警備は、機体に同乗する空挺部隊と、拠点飛行場を警備する普通科中隊により為される。第一空挺団は三個空挺普通科大隊に9個空挺普通科中隊が配属されており、ローテーションを考えれば、一個中隊は、一年程度であれば、なんとか捻出できる規模であろう。各中隊には軽装甲機動車が配備されており、個々人持ち前の高い戦技とともに、車両面でも近年その近代化は著しい。

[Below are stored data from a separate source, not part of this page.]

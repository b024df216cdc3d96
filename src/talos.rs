//! TALOS humanoid description.

use std::path::{Path, PathBuf};

use crate::frame::NamedFrame;
use crate::loader::{DynamicModel, DynamicsEngine, ModelLoader};
use crate::robot::{HumanoidRobot, InitError, RobotConfig, RobotDescription};
use nalgebra::Matrix4;

use crate::transform::{matrix_to_tuple, translation, RigidTransform};

pub const FORCE_SENSOR_IN_LEFT_ANKLE: RigidTransform = translation(0., 0., -0.105);
pub const FORCE_SENSOR_IN_RIGHT_ANKLE: RigidTransform = translation(0., 0., -0.105);

#[rustfmt::skip]
pub fn accelerometer_position() -> Matrix4<f64> {
    Matrix4::new(
        1., 0., 0., -0.13,
        0., 1., 0., 0.,
        0., 0., 1., 0.118,
        0., 0., 0., 1.,
    )
}

#[rustfmt::skip]
pub fn gyrometer_position() -> Matrix4<f64> {
    Matrix4::new(
        1., 0., 0., -0.13,
        0., 1., 0., 0.,
        0., 0., 1., 0.118,
        0., 0., 0., 1.,
    )
}

/// Hand joints missing from the small model.
pub const HAND_DOF: usize = 10;

#[rustfmt::skip]
pub const HALF_SITTING: [f64; 38] = [
    // free flyer
    0.0, 0.0, 1.018213, 0.0, 0.0, 0.0,
    // left leg
    0.0, 0.0, -0.411354, 0.859395, -0.448041, -0.001708,
    // right leg
    0.0, 0.0, -0.411354, 0.859395, -0.448041, -0.001708,
    // chest
    0.0, 0.006761,
    // left arm
    0.25847, 0.173046, -0.0002, -0.525366, 0.0, 0.0, 0.1, -0.005,
    // right arm
    -0.25847, -0.173046, 0.0002, -0.525366, 0.0, 0.0, 0.1, -0.005,
    // head
    0.0, 0.0,
];

#[derive(Debug, Clone, Copy, Default)]
pub struct Talos;

impl Talos {
    /// Loads and checks the TALOS model for a control session.
    pub fn initialize<L, D, T>(
        name: impl Into<String>,
        model_dir: impl Into<PathBuf>,
        xml_dir: impl AsRef<Path>,
        device: D,
        engine: DynamicsEngine,
        tracer: Option<T>,
        loader: &L,
    ) -> Result<HumanoidRobot<L::Model, D, T>, InitError<<L::Model as DynamicModel>::Error>>
    where
        L: ModelLoader,
    {
        let config = RobotConfig::new(&Talos, name, model_dir, xml_dir, engine);
        HumanoidRobot::initialize(config, loader, device, tracer)
    }

    /// Pads a posture without hand joints with zeros for the hands.
    pub fn small_to_full(config: &[f64]) -> Vec<f64> {
        let mut full = config.to_vec();
        full.resize(config.len() + HAND_DOF, 0.);
        full
    }
}

impl RobotDescription for Talos {
    const MODEL_FILE: &'static str = "talos.wrl";
    const SPECIFICITIES_FILE: &'static str = "TALOSSpecificitiesSmall.xml";
    const JOINT_RANK_FILE: &'static str = "TALOSLinkJointRankSmall.xml";

    fn operational_points(&self) -> &[&str] {
        &["waist", "chest"]
    }

    fn additional_frames(&self) -> Vec<NamedFrame> {
        vec![
            NamedFrame::new("accelerometer", matrix_to_tuple(&accelerometer_position()), "chest"),
            NamedFrame::new("gyrometer", matrix_to_tuple(&gyrometer_position()), "chest"),
            NamedFrame::new("leftFootForceSensor", FORCE_SENSOR_IN_LEFT_ANKLE, "left-ankle"),
            NamedFrame::new("rightFootForceSensor", FORCE_SENSOR_IN_RIGHT_ANKLE, "right-ankle"),
        ]
    }

    fn half_sitting(&self) -> &[f64] {
        &HALF_SITTING
    }
}
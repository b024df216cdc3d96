use petgraph::graphmap::DiGraphMap;
use petgraph::visit::Bfs;

// Breadth-first link ids from `root`
// every parent link is visited before its children
pub(super) fn bfs(graph: &DiGraphMap<usize, ()>, root: usize) -> Vec<usize> {
    let mut search = Bfs::new(graph, root);
    std::iter::from_fn(|| search.next(graph)).collect()
}

#[cfg(test)]
mod tests {
    use super::*;

    #[test]
    fn parents_before_children() {
        let graph = DiGraphMap::<usize, ()>::from_edges([(0, 2), (2, 1), (0, 3), (3, 4)]);
        let order = bfs(&graph, 0);
        assert_eq!(order.len(), 5);
        let position = |id| order.iter().position(|v| *v == id).unwrap();
        for (parent, child, _) in graph.all_edges() {
            assert!(position(parent) < position(child));
        }
    }
}
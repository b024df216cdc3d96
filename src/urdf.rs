use std::path::{Path, PathBuf};

use nalgebra::Matrix4;
use thiserror::Error;
use urdf_rs::read_from_string;

use super::bfs::bfs;
use super::frame::NamedFrame;
use super::loader::{DynamicModel, DynamicsEngine, LoadRequest, ModelLoader};
use super::transform::{is_rigid, tuple_to_matrix};
use super::utils::*;
use super::{Link, Model};

/// Configuration entries of the floating base.
pub const FREE_FLYER_DIM: usize = 6;

#[derive(Debug, Error)]
pub enum UrdfError {
    #[error("cannot read `{path}`: {source}")]
    Io {
        path: PathBuf,
        #[source]
        source: std::io::Error,
    },

    #[error("cannot parse urdf: {0}")]
    Parse(#[from] urdf_rs::UrdfError),

    #[error("`{0}` is not a urdf file")]
    NotUrdf(PathBuf),

    #[error("missing file `{0}`")]
    MissingFile(PathBuf),

    #[error("dynamics engine `{0}` is not handled by the urdf loader")]
    UnsupportedEngine(DynamicsEngine),

    #[error("no link named `{0}` in the model")]
    UnknownLink(String),

    #[error("urdf has no root link")]
    NoRoot,

    #[error("links not connected to the root: {0:?}")]
    DisconnectedLinks(Vec<String>),

    #[error("transform of frame `{0}` is not rigid")]
    NotRigid(String),
}

impl Model {
    pub fn from_urdf_string(str: &str) -> Result<Self, UrdfError> {
        let robot = read_from_string(str)?;

        // link_name -> link_id
        let link_index = link_index_map(&robot);
        // child_link_name -> joint
        let mut joints = joint_by_child(&robot);

        // link_id -> link_id
        let link_graph = construct_link_graph(&link_index, &joints);

        let root = find_root(&link_graph, robot.links.len()).ok_or(UrdfError::NoRoot)?;
        let bfs = bfs(&link_graph, root);

        let mut links = construct_links(&robot, &mut joints);
        // every link must hang below the root to get a zero pose
        if bfs.len() != links.len() {
            let unreached = links
                .iter()
                .enumerate()
                .filter(|(index, _)| !bfs.contains(index))
                .map(|(_, link)| link.name.clone())
                .collect();
            return Err(UrdfError::DisconnectedLinks(unreached));
        }
        fullfill_zero_poses(&mut links, &link_graph, &bfs);

        Ok(Self {
            name: robot.name,
            links,
            link_graph,
            bfs,
            link_index,
        })
    }

    pub fn from_urdf(path: impl AsRef<Path>) -> Result<Self, UrdfError> {
        let path = path.as_ref();
        if !is_urdf_file(path) {
            return Err(UrdfError::NotUrdf(path.to_path_buf()));
        }
        let str = std::fs::read_to_string(path).map_err(|source| UrdfError::Io {
            path: path.to_path_buf(),
            source,
        })?;
        Self::from_urdf_string(&str)
    }

    pub fn link(&self, name: &str) -> Option<&Link> {
        self.link_index.get(name).map(|index| &self.links[*index])
    }

    pub fn actuated_joint_count(&self) -> usize {
        self.links.iter().filter(|link| link.joint.is_actuated()).count()
    }

    /// Configuration size: free-flyer plus one entry per actuated joint.
    pub fn dimension(&self) -> usize {
        FREE_FLYER_DIM + self.actuated_joint_count()
    }
}

/// Dynamic model backed by a parsed urdf tree.
#[derive(Debug, Clone)]
pub struct UrdfModel {
    pub name: String,
    pub model: Model,
    operational_points: Vec<String>,
    frames: Vec<NamedFrame>,
}

impl UrdfModel {
    pub fn new(name: impl Into<String>, model: Model) -> Self {
        Self {
            name: name.into(),
            model,
            operational_points: Vec::new(),
            frames: Vec::new(),
        }
    }

    pub fn operational_points(&self) -> &[String] {
        &self.operational_points
    }

    pub fn frames(&self) -> &[NamedFrame] {
        &self.frames
    }

    /// World pose of a registered frame with every joint at zero.
    pub fn frame_zero_pose(&self, name: &str) -> Option<Matrix4<f64>> {
        let frame = self.frames.iter().find(|f| f.name == name)?;
        let parent = self.model.link(&frame.parent)?;
        Some(parent.global_zero_pose.to_homogeneous() * tuple_to_matrix(&frame.transform))
    }

    fn require_link(&self, name: &str) -> Result<(), UrdfError> {
        match self.model.link(name) {
            Some(_) => Ok(()),
            None => Err(UrdfError::UnknownLink(name.to_owned())),
        }
    }
}

impl DynamicModel for UrdfModel {
    type Error = UrdfError;

    fn dimension(&self) -> usize {
        self.model.dimension()
    }

    fn create_operational_point(&mut self, name: &str) -> Result<(), UrdfError> {
        self.require_link(name)?;
        self.operational_points.push(name.to_owned());
        Ok(())
    }

    fn create_frame(&mut self, frame: &NamedFrame) -> Result<(), UrdfError> {
        self.require_link(&frame.parent)?;
        if !is_rigid(&frame.transform) {
            return Err(UrdfError::NotRigid(frame.name.clone()));
        }
        self.frames.push(frame.clone());
        Ok(())
    }
}

/// Loads dynamic models from urdf files.
///
/// The specificities and joint-rank descriptions must exist next to the
/// model, but link naming and joint order come from the urdf itself.
#[derive(Debug, Clone, Copy, Default)]
pub struct UrdfLoader;

impl ModelLoader for UrdfLoader {
    type Model = UrdfModel;

    fn load(&self, request: &LoadRequest) -> Result<UrdfModel, UrdfError> {
        if request.engine != DynamicsEngine::Urdf {
            return Err(UrdfError::UnsupportedEngine(request.engine));
        }

        let model_path = request.model_path();
        for path in [
            &model_path,
            &request.specificities_path,
            &request.joint_rank_path,
        ] {
            if !path.is_file() {
                return Err(UrdfError::MissingFile(path.clone()));
            }
        }

        let model = Model::from_urdf(&model_path)?;
        tracing::info!(
            dynamic = %request.name,
            robot = %model.name,
            links = model.links.len(),
            path = %model_path.display(),
            "parsed urdf model"
        );
        Ok(UrdfModel::new(request.name.clone(), model))
    }
}
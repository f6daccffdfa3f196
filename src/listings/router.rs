use std::sync::Arc;

use axum::extract::State;
use axum::routing::{get, post};
use axum::{Json, Router};
use chrono::{Local, NaiveDate};
use serde::{Deserialize, Serialize};

use super::cards::ConcursoCardView;
use super::catalog::{ConcursoCatalog, FacetOption};
use super::domain::FacetName;
use super::query::{self, ListingQuery, DEFAULT_RADIUS_KM};
use super::selection::{FacetSelections, FilterChip};

/// Shared state for the listing endpoints: the immutable catalog plus the
/// configured page size.
#[derive(Clone)]
pub struct ListingState {
    pub catalog: Arc<ConcursoCatalog>,
    pub page_size: usize,
}

impl ListingState {
    pub fn new(catalog: Arc<ConcursoCatalog>, page_size: usize) -> Self {
        Self {
            catalog,
            page_size: page_size.max(1),
        }
    }
}

/// Router exposing the stateless query surface consumed by the listing page.
pub fn listing_router(state: ListingState) -> Router {
    Router::new()
        .route("/api/v1/concursos/search", post(search_endpoint))
        .route("/api/v1/concursos/facets", get(facets_endpoint))
        .with_state(state)
}

#[derive(Debug, Default, Deserialize)]
pub(crate) struct SearchRequest {
    #[serde(default)]
    pub(crate) search_term: String,
    #[serde(default)]
    pub(crate) levels: Vec<String>,
    #[serde(default)]
    pub(crate) spheres: Vec<String>,
    #[serde(default)]
    pub(crate) areas: Vec<String>,
    #[serde(default)]
    pub(crate) statuses: Vec<String>,
    #[serde(default)]
    pub(crate) radius_km: Option<u16>,
    #[serde(default)]
    pub(crate) page: Option<u32>,
    /// Evaluation date for the registration countdown; defaults to today.
    #[serde(default)]
    pub(crate) today: Option<NaiveDate>,
}

#[derive(Debug, Serialize)]
pub(crate) struct SearchResponse {
    pub(crate) total_filtered: usize,
    pub(crate) total_pages: u32,
    pub(crate) page: u32,
    pub(crate) page_size: usize,
    pub(crate) active_filters: Vec<FilterChip>,
    pub(crate) concursos: Vec<ConcursoCardView>,
}

#[derive(Debug, Serialize)]
pub(crate) struct FacetsResponse {
    pub(crate) levels: Vec<FacetOption>,
    pub(crate) spheres: Vec<FacetOption>,
    pub(crate) areas: Vec<FacetOption>,
    pub(crate) statuses: Vec<FacetOption>,
}

pub(crate) async fn search_endpoint(
    State(state): State<ListingState>,
    Json(request): Json<SearchRequest>,
) -> Json<SearchResponse> {
    let catalog = &state.catalog;
    let mut selections = FacetSelections::new();
    selections.set(FacetName::Level, request.levels);
    selections.set(FacetName::Sphere, request.spheres);
    selections.set(FacetName::Area, request.areas);
    selections.set(FacetName::Status, request.statuses);

    let listing_query = ListingQuery {
        search_term: request.search_term,
        selections: selections.clone(),
        radius_km: request.radius_km.unwrap_or(DEFAULT_RADIUS_KM),
        page: request.page.unwrap_or(1).max(1),
        page_size: state.page_size,
    };

    let outcome = query::run(catalog.concursos(), &listing_query);
    let today = request.today.unwrap_or_else(|| Local::now().date_naive());
    let concursos = outcome
        .visible
        .iter()
        .map(|concurso| ConcursoCardView::from_record(concurso, today))
        .collect();

    Json(SearchResponse {
        total_filtered: outcome.total_filtered,
        total_pages: outcome.total_pages,
        page: listing_query.page,
        page_size: listing_query.page_size,
        active_filters: selections.chips(catalog),
        concursos,
    })
}

pub(crate) async fn facets_endpoint(State(state): State<ListingState>) -> Json<FacetsResponse> {
    let catalog = &state.catalog;
    Json(FacetsResponse {
        levels: catalog.facet_options(FacetName::Level),
        spheres: catalog.facet_options(FacetName::Sphere),
        areas: catalog.facet_options(FacetName::Area),
        statuses: catalog.facet_options(FacetName::Status),
    })
}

普通科中隊は、中央即応連隊から第一次派遣部隊は抽出するのが望ましいが、長期化を考えた場合、全国の師団・旅団から志願者を集めるという方式に順次移行することがローテーション上望ましい。また、各師団・旅団に、レンジャー資格保持者を中心に、レンジャー中隊を臨時編成し、派遣するという方法論も考えられる。

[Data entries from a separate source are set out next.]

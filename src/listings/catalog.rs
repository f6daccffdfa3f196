use serde::Deserialize;

use super::domain::{Concurso, FacetName, Level, Sphere, Status};

const BUNDLED_DATASET: &str = include_str!("../../data/concursos.json");

/// One selectable value for a facet, paired with its display label.
#[derive(Debug, Clone, PartialEq, Eq, serde::Serialize)]
pub struct FacetOption {
    pub value: String,
    pub label: String,
}

#[derive(Debug, Deserialize)]
struct CatalogDocument {
    areas: Vec<String>,
    concursos: Vec<Concurso>,
}

/// The full announcement collection plus the vocabularies that feed the filter panel.
/// Loaded once at startup and never replaced.
#[derive(Debug)]
pub struct ConcursoCatalog {
    concursos: Vec<Concurso>,
    areas: Vec<String>,
}

impl ConcursoCatalog {
    /// Parse and validate the dataset bundled into the binary.
    pub fn bundled() -> Result<Self, CatalogError> {
        Self::from_json(BUNDLED_DATASET)
    }

    pub fn from_json(raw: &str) -> Result<Self, CatalogError> {
        let document: CatalogDocument = serde_json::from_str(raw)?;
        Self::from_parts(document.concursos, document.areas)
    }

    pub fn from_parts(concursos: Vec<Concurso>, areas: Vec<String>) -> Result<Self, CatalogError> {
        for concurso in &concursos {
            if concurso.registration_start > concurso.registration_end {
                return Err(CatalogError::InvalidRegistrationWindow {
                    id: concurso.id.clone(),
                });
            }
            if concurso.levels.is_empty() {
                return Err(CatalogError::EmptyLevels {
                    id: concurso.id.clone(),
                });
            }
            if concurso.areas.is_empty() {
                return Err(CatalogError::EmptyAreas {
                    id: concurso.id.clone(),
                });
            }
        }

        Ok(Self { concursos, areas })
    }

    /// All records in document order.
    pub fn concursos(&self) -> &[Concurso] {
        &self.concursos
    }

    pub fn len(&self) -> usize {
        self.concursos.len()
    }

    pub fn is_empty(&self) -> bool {
        self.concursos.is_empty()
    }

    /// Area vocabulary as declared by the dataset.
    pub fn areas(&self) -> &[String] {
        &self.areas
    }

    /// Selectable values for a facet: closed enums for level/sphere/status,
    /// the dataset vocabulary for areas.
    pub fn facet_options(&self, facet: FacetName) -> Vec<FacetOption> {
        match facet {
            FacetName::Level => Level::ordered()
                .into_iter()
                .map(|level| FacetOption {
                    value: level.as_str().to_string(),
                    label: level.label().to_string(),
                })
                .collect(),
            FacetName::Sphere => Sphere::ordered()
                .into_iter()
                .map(|sphere| FacetOption {
                    value: sphere.as_str().to_string(),
                    label: sphere.label().to_string(),
                })
                .collect(),
            FacetName::Area => self
                .areas
                .iter()
                .map(|area| FacetOption {
                    value: area.clone(),
                    label: capitalize(area),
                })
                .collect(),
            FacetName::Status => Status::ordered()
                .into_iter()
                .map(|status| FacetOption {
                    value: status.as_str().to_string(),
                    label: status.label().to_string(),
                })
                .collect(),
        }
    }

    /// Display label for a selected facet value, falling back to the raw value
    /// when it is not part of the vocabulary.
    pub fn value_label(&self, facet: FacetName, value: &str) -> String {
        self.facet_options(facet)
            .into_iter()
            .find(|option| option.value == value)
            .map(|option| option.label)
            .unwrap_or_else(|| value.to_string())
    }
}

fn capitalize(raw: &str) -> String {
    let mut chars = raw.chars();
    match chars.next() {
        Some(first) => first.to_uppercase().collect::<String>() + chars.as_str(),
        None => String::new(),
    }
}

/// Error enumeration for dataset loading failures.
#[derive(Debug, thiserror::Error)]
pub enum CatalogError {
    #[error("dataset is not valid JSON: {0}")]
    Malformed(#[from] serde_json::Error),
    #[error("concurso {id} has registration_start after registration_end")]
    InvalidRegistrationWindow { id: String },
    #[error("concurso {id} declares no schooling level")]
    EmptyLevels { id: String },
    #[error("concurso {id} declares no area")]
    EmptyAreas { id: String },
}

特科火砲は、遠距離からのロケット弾攻撃に対応するために不可欠だ。平野部が広がったイラクのサマワと異なり、山間部のアフガニスタンにおいては、盆地に構築される航空基地は散発的なロケット弾攻撃に曝されるため、反撃には火砲が不可欠となる。特に、装甲車両とことなり、ヘリコプターは砲弾片による損傷に弱く、機体防護の観点からも反撃手段は必要となる。
FH-70か、99式かで、その能力は特に防御力の面で異なってくるが、射程の長い火砲を宿営地に備えることで防御に用いることから、移動は大きく考慮せずとも任務に対応できる。他方で、突発的なロケット弾攻撃に対しては、装甲防御力を有していることも理想的ではある事から、99式自走榴弾砲の配備の方が選択肢としては理想だろう。狭い演習場での訓練が常態化している陸上自衛隊特科部隊は、その火砲による命中精度で特に秀でたものがあり、誤爆誤射も最小限とすることが期待される。
なお、90式戦車を派遣するという選択肢も真剣に検討されるべきかもしれない。防御力に関しては日本の現有装備において最強度を誇っているほか、暗視装置などの夜間監視機材の面で秀でたものがあり、実際、治安任務や基地警備任務に戦車を投入している派遣部隊も多い。
施設中隊は、宿営地の要塞化に不可欠である。このため、復興人道支援任務ではなく、拠点機能の維持と野戦築城に主として充てられる。可能であれば、航空機や火砲は、坑道掘削装置とライナープレートにより、掩砲所を構築し、運用することも望ましい。なお、この作業の一旦として、周辺の地雷源除去も行うことから、結果的に施設中隊の任務は、復興人道支援任務と重なる任務となるだろう。なお、第一次隊派遣までには、大隊規模の施設部隊を派遣し、宿営地の基礎部分を構築する必要もあろう。
某大臣は、自衛隊をPKO初心者と表現したが、カンボジア国連平和維持活動以来、数々の国際平和維持活動に参加しているほか、もともと、北海道での日ソ軍事衝突を想定し、高い戦闘能力を錬成して今日に至る。他方で、インド洋派遣で民主党が問題とした国際的な評価、というものを考えるのならば、イギリス軍支援へのアフガニスタンへ大規模な空中機動部隊を中心とした臨時混成団の派遣、検討に値すると思うのだが、どうだろうか。